Saved data entries:
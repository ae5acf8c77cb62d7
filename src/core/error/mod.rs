use std::fmt;

use crate::core::types::ProviderId;
use thiserror::Error;

#[derive(Debug, Clone, PartialEq, Eq, Error)]
pub enum ConfigError {
    #[error("invalid provider config for {provider}: {reason}")]
    InvalidProviderConfig {
        provider: ProviderId,
        reason: String,
    },
    #[error("invalid timeout: {timeout_ms} ms")]
    InvalidTimeout { timeout_ms: u64 },
    #[error("invalid retry policy: {reason}")]
    InvalidRetryPolicy { reason: String },
    #[error("invalid refresh interval: {reason}")]
    InvalidRefreshInterval { reason: String },
}

/// Normalized failure body from an upstream endpoint.
#[derive(Debug, Clone, PartialEq, Eq)]
pub struct UpstreamError {
    pub status_code: u16,
    pub message: String,
    pub hint: Option<String>,
}

impl UpstreamError {
    pub fn new(status_code: u16, message: impl Into<String>) -> Self {
        Self {
            status_code,
            message: message.into(),
            hint: None,
        }
    }
}

impl fmt::Display for UpstreamError {
    fn fmt(&self, f: &mut fmt::Formatter<'_>) -> fmt::Result {
        match &self.hint {
            Some(hint) => write!(f, "{}\n\n{}", self.message, hint),
            None => f.write_str(&self.message),
        }
    }
}

impl std::error::Error for UpstreamError {}

#[derive(Debug, Clone, PartialEq, Eq, Error)]
pub enum ProviderError {
    #[error(
        "credential missing{context}: {message}",
        context = format_context(Some(.provider), None, None, None)
    )]
    CredentialMissing {
        provider: ProviderId,
        message: String,
    },
    #[error(
        "credential exchange failed{context}: {message}",
        context = format_context(Some(.provider), None, None, *.status_code)
    )]
    CredentialExchange {
        provider: ProviderId,
        status_code: Option<u16>,
        message: String,
    },
    #[error(
        "upstream error{context}: {error}",
        context = format_context(
            Some(.provider),
            .model.as_deref(),
            .request_id.as_deref(),
            Some(.error.status_code)
        )
    )]
    Upstream {
        provider: ProviderId,
        model: Option<String>,
        request_id: Option<String>,
        error: UpstreamError,
    },
    #[error(
        "provider transport error{context}: {message}",
        context = format_context(Some(.provider), None, .request_id.as_deref(), None)
    )]
    Transport {
        provider: ProviderId,
        request_id: Option<String>,
        message: String,
    },
    #[error(
        "request cancelled{context}",
        context = format_context(Some(.provider), None, None, None)
    )]
    Cancelled { provider: ProviderId },
    #[error(
        "provider decode error{context}: {message}",
        context = format_context(
            Some(.provider),
            .model.as_deref(),
            .request_id.as_deref(),
            None
        )
    )]
    Decode {
        provider: ProviderId,
        model: Option<String>,
        request_id: Option<String>,
        message: String,
    },
    #[error(
        "provider protocol error{context}: {message}",
        context = format_context(
            Some(.provider),
            .model.as_deref(),
            .request_id.as_deref(),
            None
        )
    )]
    Protocol {
        provider: ProviderId,
        model: Option<String>,
        request_id: Option<String>,
        message: String,
    },
    #[error(
        "provider serialization error{context}: {message}",
        context = format_context(Some(.provider), .model.as_deref(), None, None)
    )]
    Serialization {
        provider: ProviderId,
        model: Option<String>,
        message: String,
    },
}

impl ProviderError {
    pub fn is_cancelled(&self) -> bool {
        matches!(self, Self::Cancelled { .. })
    }

    pub fn status_code(&self) -> Option<u16> {
        match self {
            Self::Upstream { error, .. } => Some(error.status_code),
            Self::CredentialExchange { status_code, .. } => *status_code,
            _ => None,
        }
    }

    pub fn upstream(&self) -> Option<&UpstreamError> {
        match self {
            Self::Upstream { error, .. } => Some(error),
            _ => None,
        }
    }
}

fn format_context(
    provider: Option<&ProviderId>,
    model: Option<&str>,
    request_id: Option<&str>,
    status_code: Option<u16>,
) -> String {
    let mut context = Vec::new();

    if let Some(provider) = provider {
        context.push(format!("provider={provider}"));
    }
    if let Some(model) = model {
        context.push(format!("model={model}"));
    }
    if let Some(request_id) = request_id {
        context.push(format!("request_id={request_id}"));
    }
    if let Some(status_code) = status_code {
        context.push(format!("status_code={status_code}"));
    }

    if context.is_empty() {
        String::new()
    } else {
        format!(" [{}]", context.join(", "))
    }
}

▸ Exercise details
Where a line in the records above includes the string "UpstreamError", show it.

▸ Your response
pub struct UpstreamError {
impl UpstreamError {
impl fmt::Display for UpstreamError {
impl std::error::Error for UpstreamError {}
        error: UpstreamError,
    pub fn upstream(&self) -> Option<&UpstreamError> {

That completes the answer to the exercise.